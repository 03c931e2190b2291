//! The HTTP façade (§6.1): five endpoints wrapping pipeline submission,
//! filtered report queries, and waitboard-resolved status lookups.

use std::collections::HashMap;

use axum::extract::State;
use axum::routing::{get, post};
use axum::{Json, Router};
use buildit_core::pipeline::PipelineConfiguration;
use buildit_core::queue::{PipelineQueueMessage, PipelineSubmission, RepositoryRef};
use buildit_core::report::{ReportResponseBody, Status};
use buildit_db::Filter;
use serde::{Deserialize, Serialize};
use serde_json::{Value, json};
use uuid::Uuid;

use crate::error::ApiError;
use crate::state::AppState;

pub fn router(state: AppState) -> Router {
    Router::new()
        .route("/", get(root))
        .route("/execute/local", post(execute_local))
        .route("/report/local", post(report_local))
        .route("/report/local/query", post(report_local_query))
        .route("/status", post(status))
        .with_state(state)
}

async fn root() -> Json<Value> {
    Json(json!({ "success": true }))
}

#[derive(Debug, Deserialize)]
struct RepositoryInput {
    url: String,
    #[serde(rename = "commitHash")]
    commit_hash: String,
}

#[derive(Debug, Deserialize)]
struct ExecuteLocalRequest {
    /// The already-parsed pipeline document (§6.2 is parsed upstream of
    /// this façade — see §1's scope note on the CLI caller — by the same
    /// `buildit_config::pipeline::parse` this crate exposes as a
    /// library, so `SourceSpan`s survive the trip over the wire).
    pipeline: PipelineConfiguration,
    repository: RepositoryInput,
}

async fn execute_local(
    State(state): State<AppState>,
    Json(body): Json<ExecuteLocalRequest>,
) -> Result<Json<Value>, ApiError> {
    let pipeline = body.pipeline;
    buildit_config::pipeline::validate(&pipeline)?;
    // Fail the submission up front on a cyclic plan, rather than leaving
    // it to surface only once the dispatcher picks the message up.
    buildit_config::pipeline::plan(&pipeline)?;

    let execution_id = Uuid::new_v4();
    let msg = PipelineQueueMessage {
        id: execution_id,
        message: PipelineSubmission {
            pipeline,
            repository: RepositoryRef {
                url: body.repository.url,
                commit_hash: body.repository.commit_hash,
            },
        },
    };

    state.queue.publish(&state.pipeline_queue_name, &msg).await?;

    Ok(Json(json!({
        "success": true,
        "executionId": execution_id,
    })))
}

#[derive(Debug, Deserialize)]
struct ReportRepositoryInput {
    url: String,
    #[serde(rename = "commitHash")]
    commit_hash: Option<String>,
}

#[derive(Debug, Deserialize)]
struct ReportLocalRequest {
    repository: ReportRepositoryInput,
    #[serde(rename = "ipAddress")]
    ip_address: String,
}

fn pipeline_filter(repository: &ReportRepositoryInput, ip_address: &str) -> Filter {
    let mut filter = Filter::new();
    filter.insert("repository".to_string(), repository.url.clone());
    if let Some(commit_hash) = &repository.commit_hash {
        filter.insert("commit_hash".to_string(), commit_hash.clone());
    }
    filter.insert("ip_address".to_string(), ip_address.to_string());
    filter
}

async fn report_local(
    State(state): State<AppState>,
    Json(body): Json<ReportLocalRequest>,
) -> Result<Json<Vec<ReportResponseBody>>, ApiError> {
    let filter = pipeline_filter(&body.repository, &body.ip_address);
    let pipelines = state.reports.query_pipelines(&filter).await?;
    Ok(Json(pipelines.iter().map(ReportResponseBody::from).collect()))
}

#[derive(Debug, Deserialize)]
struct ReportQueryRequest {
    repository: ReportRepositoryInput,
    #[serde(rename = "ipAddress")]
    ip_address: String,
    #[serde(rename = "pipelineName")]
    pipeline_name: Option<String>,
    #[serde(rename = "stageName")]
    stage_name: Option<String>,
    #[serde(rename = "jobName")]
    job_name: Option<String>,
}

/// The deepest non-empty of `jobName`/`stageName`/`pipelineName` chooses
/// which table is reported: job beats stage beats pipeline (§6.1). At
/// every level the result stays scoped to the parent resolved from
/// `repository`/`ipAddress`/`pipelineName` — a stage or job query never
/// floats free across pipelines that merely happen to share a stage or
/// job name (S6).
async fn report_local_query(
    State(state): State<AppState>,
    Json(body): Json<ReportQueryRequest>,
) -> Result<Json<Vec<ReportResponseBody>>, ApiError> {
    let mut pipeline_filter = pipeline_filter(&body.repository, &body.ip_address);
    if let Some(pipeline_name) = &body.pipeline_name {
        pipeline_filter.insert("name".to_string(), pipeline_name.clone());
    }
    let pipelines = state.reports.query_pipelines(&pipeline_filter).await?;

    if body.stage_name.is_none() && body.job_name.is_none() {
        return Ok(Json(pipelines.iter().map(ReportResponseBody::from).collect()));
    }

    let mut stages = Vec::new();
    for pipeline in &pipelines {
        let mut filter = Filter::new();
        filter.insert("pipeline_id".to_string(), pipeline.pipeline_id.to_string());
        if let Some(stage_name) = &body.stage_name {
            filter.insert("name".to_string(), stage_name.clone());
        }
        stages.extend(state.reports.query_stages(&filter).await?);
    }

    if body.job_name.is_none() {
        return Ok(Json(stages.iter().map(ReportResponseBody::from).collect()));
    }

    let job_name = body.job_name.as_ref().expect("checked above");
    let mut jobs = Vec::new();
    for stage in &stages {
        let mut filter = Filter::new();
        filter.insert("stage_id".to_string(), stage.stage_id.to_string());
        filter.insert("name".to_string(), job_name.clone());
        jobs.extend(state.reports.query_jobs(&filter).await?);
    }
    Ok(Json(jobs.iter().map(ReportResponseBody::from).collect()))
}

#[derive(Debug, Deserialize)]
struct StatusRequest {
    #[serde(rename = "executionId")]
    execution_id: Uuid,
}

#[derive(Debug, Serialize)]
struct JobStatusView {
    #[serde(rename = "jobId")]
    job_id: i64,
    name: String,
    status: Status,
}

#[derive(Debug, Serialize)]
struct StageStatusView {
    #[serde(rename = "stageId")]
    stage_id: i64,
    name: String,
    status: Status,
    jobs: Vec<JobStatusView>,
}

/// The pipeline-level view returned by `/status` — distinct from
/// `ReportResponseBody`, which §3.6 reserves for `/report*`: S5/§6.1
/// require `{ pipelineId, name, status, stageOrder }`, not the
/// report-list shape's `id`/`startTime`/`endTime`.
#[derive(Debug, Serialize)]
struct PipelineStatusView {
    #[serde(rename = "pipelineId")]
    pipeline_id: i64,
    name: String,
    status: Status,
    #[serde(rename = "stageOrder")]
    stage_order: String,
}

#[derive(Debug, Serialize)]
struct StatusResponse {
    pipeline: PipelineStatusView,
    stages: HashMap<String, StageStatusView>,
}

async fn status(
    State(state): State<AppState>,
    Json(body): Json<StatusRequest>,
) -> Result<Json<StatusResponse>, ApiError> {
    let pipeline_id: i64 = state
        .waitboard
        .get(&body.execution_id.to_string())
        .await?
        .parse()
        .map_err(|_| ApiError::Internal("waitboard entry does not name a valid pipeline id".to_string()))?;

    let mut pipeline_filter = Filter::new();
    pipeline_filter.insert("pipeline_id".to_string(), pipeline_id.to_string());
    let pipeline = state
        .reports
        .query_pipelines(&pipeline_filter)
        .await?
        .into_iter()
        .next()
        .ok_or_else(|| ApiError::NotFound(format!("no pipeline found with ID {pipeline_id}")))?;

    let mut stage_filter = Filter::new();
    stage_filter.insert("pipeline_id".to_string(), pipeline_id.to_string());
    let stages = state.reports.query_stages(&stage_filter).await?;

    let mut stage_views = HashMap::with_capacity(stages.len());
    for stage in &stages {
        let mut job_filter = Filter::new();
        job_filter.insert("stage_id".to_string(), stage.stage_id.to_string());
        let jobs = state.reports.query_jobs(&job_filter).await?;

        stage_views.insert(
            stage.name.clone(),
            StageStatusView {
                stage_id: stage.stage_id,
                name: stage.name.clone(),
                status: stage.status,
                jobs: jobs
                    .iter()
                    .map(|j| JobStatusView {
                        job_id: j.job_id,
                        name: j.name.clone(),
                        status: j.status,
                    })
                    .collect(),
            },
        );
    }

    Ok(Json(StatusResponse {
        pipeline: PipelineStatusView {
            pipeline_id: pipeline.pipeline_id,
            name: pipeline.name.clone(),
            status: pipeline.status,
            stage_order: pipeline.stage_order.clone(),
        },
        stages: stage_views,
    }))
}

...

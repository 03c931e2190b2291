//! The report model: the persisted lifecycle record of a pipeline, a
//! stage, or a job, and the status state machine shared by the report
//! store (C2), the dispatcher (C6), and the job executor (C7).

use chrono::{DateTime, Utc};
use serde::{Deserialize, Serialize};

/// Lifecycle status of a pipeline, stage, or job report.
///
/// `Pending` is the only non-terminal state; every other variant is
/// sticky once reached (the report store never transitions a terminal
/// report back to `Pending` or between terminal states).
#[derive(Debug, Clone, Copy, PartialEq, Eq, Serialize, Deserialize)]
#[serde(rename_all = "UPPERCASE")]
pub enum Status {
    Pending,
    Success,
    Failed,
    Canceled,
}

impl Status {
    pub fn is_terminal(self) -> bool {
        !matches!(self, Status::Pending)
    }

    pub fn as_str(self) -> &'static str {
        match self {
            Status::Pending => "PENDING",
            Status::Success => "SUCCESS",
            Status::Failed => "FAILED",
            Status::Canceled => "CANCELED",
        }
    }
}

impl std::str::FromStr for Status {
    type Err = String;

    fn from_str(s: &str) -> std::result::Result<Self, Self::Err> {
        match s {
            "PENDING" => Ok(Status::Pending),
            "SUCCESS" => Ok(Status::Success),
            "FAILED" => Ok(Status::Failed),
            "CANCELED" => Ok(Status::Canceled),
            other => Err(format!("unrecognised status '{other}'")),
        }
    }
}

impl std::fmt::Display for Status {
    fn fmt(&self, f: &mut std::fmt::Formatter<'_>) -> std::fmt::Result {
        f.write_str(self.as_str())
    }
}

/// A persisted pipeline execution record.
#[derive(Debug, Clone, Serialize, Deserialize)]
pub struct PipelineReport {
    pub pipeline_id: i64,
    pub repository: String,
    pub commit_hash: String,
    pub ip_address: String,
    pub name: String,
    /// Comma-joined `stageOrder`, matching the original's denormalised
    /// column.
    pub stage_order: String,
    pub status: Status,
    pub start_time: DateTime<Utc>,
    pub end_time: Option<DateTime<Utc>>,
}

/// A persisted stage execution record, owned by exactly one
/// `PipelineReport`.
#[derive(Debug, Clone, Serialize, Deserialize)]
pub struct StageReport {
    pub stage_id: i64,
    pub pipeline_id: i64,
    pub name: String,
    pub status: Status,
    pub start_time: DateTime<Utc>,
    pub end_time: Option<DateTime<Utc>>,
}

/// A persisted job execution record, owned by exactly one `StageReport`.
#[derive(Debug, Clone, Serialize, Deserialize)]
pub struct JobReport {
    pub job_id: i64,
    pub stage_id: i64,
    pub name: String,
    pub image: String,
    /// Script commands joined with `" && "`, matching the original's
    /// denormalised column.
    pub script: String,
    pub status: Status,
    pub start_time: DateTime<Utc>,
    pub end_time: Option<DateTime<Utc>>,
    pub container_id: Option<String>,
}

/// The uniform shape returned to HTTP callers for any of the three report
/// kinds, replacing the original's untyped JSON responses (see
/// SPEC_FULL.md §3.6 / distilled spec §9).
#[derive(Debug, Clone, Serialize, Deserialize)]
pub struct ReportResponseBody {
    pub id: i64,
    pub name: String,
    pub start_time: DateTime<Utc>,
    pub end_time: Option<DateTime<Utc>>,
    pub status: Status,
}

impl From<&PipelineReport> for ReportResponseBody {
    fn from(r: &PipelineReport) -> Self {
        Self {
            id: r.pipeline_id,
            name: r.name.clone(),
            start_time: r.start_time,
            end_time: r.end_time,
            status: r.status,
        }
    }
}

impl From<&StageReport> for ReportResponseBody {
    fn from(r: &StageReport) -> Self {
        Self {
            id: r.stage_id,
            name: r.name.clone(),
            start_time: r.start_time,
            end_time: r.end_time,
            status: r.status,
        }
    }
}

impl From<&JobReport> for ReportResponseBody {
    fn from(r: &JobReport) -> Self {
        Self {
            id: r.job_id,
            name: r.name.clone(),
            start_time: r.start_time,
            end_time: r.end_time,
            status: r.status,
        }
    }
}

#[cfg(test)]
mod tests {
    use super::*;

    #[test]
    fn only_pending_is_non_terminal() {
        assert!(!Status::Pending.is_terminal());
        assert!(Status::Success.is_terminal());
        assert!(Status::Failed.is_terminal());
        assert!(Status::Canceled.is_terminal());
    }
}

* _Problem to work on_: Report every line in the data above in which the word "HashMap" appears.

* _Written solution_:
use std::collections::HashMap;
    stages: HashMap<String, StageStatusView>,
    let mut stage_views = HashMap::with_capacity(stages.len());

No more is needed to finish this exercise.